Klar: Häuser und Städte sind für Menschen errichtet. Aber welche Stimme hat die breite Bevölkerung als zukünftige Bewohnerinnen und Nutzer in Architektur und Städtebau? Wie lässt sich das eigene Lebensumfeld mitgestalten? Partizipation lautet hier das Schlüsselwort. Ortsplanungen lassen sich kaum noch ohne vorgelagerten Mitwirkungsprozess umsetzen, bei genossenschaftlichen Wohnsiedlungen ist die Mitsprache künftiger Mieterinnen und Mieter schon Standard.
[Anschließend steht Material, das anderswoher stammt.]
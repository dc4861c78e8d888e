//! Build configuration.
//!
//! [`BuildConfig`] is what callers hand to `build()`. Every field has a
//! default, so a partial JSON object (or none at all) is a valid config.
//! [`BuildConfig::from_env`] overlays `RPGEN_*` environment variables.

use std::time::Duration;

use serde::{Deserialize, Serialize};

use crate::error::BuildError;

/// How a per-attempt timeout is classified.
#[derive(Debug, Clone, Copy, Default, PartialEq, Eq, Serialize, Deserialize)]
#[serde(rename_all = "snake_case")]
pub enum TimeoutClass {
    /// Consumes an attempt, like a failing test.
    #[default]
    Behavioral,
    /// Consumes the environment budget instead.
    Environment,
}

/// Where the boundary between a bad candidate and bad infrastructure lies.
#[derive(Debug, Clone, Copy, Default, PartialEq, Eq, Serialize, Deserialize)]
#[serde(default)]
pub struct VerdictPolicy {
    pub timeout: TimeoutClass,
    /// Treat verifier environment errors as behavioral failures.
    pub environment_as_behavioral: bool,
}

#[derive(Debug, Clone, PartialEq, Serialize, Deserialize)]
#[serde(default)]
pub struct BuildConfig {
    /// Maximum synthesize+verify rounds per node.
    pub max_retries: u32,
    /// Environment retries per node, separate from `max_retries`.
    pub max_environment_retries: u32,
    /// Nodes in flight at once.
    pub max_concurrency: usize,
    pub synthesis_timeout_secs: u64,
    pub verification_timeout_secs: u64,
    /// Ancestor depth included in a repair context.
    pub context_depth: usize,
    /// Non-structural related nodes included in a repair context.
    pub related_limit: usize,
    /// Characters of a dependency's generated content quoted in a repair
    /// context.
    pub excerpt_chars: usize,
    pub verdict_policy: VerdictPolicy,
}

impl Default for BuildConfig {
    fn default() -> Self {
        BuildConfig {
            max_retries: 8,
            max_environment_retries: 2,
            max_concurrency: 4,
            synthesis_timeout_secs: 120,
            verification_timeout_secs: 300,
            context_depth: 2,
            related_limit: 5,
            excerpt_chars: 2000,
            verdict_policy: VerdictPolicy::default(),
        }
    }
}

impl BuildConfig {
    pub fn synthesis_timeout(&self) -> Duration {
        Duration::from_secs(self.synthesis_timeout_secs)
    }

    pub fn verification_timeout(&self) -> Duration {
        Duration::from_secs(self.verification_timeout_secs)
    }

    /// Defaults overlaid with `RPGEN_MAX_RETRIES`, `RPGEN_MAX_ENV_RETRIES`,
    /// `RPGEN_MAX_CONCURRENCY`, `RPGEN_SYNTH_TIMEOUT_SECS` and
    /// `RPGEN_VERIFY_TIMEOUT_SECS`.
    pub fn from_env() -> Result<Self, BuildError> {
        Self::from_lookup(|key| std::env::var(key).ok())
    }

    pub(crate) fn from_lookup(
        lookup: impl Fn(&str) -> Option<String>,
    ) -> Result<Self, BuildError> {
        let mut config = BuildConfig::default();
        overlay(&lookup, "RPGEN_MAX_RETRIES", &mut config.max_retries)?;
        overlay(&lookup, "RPGEN_MAX_ENV_RETRIES", &mut config.max_environment_retries)?;
        overlay(&lookup, "RPGEN_MAX_CONCURRENCY", &mut config.max_concurrency)?;
        overlay(&lookup, "RPGEN_SYNTH_TIMEOUT_SECS", &mut config.synthesis_timeout_secs)?;
        overlay(&lookup, "RPGEN_VERIFY_TIMEOUT_SECS", &mut config.verification_timeout_secs)?;
        config.validate()?;
        Ok(config)
    }

    pub fn validate(&self) -> Result<(), BuildError> {
        if self.max_retries == 0 {
            return Err(BuildError::Config("max_retries must be at least 1".into()));
        }
        if self.max_concurrency == 0 {
            return Err(BuildError::Config("max_concurrency must be at least 1".into()));
        }
        if self.synthesis_timeout_secs == 0 || self.verification_timeout_secs == 0 {
            return Err(BuildError::Config("timeouts must be at least one second".into()));
        }
        Ok(())
    }
}

fn overlay<T: std::str::FromStr>(
    lookup: &impl Fn(&str) -> Option<String>,
    key: &str,
    slot: &mut T,
) -> Result<(), BuildError> {
    if let Some(raw) = lookup(key) {
        *slot = raw
            .trim()
            .parse()
            .map_err(|_| BuildError::Config(format!("{key}: cannot parse '{raw}'")))?;
    }
    Ok(())
}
Dennoch bestehen viele Vorurteile. Hier die Kritik: Architekturschaffende glauben, allwissend zu sein, und planen dabei Häuser, in denen sie selbst nicht wohnen würden. Dort die Überzeugung: Partizipation sei ein leeres Versprechen, das Bauprozesse bloss verkompliziere. Tatsächlich kann Partizipation aber auf Probleme hinweisen, die Planende vielleicht übersehen, und ungeahnte Lösungen bereit halten. Sie kann Kreativität freisetzen, Kommunikation fördern und zu lebenswerten und inklusiven Städten beitragen. Um vom Wissen der Vielen zu profitieren, müssen Prozesse klug gestaltet sein. Planende müssen die richtigen Fragen stellen, Darstellungen und Formate finden, die verständlich sind und Spass machen. Dafür sind neue Fertigkeiten gefragt. Fachleute, die ergebnisoffen und interdisziplinär arbeiten, die sowohl vermitteln und moderieren als auch zuhören, aushandeln und aushalten können. Das bereichert auch das Berufsbild der Architektur mit neuen Aufgaben und Kooperationen.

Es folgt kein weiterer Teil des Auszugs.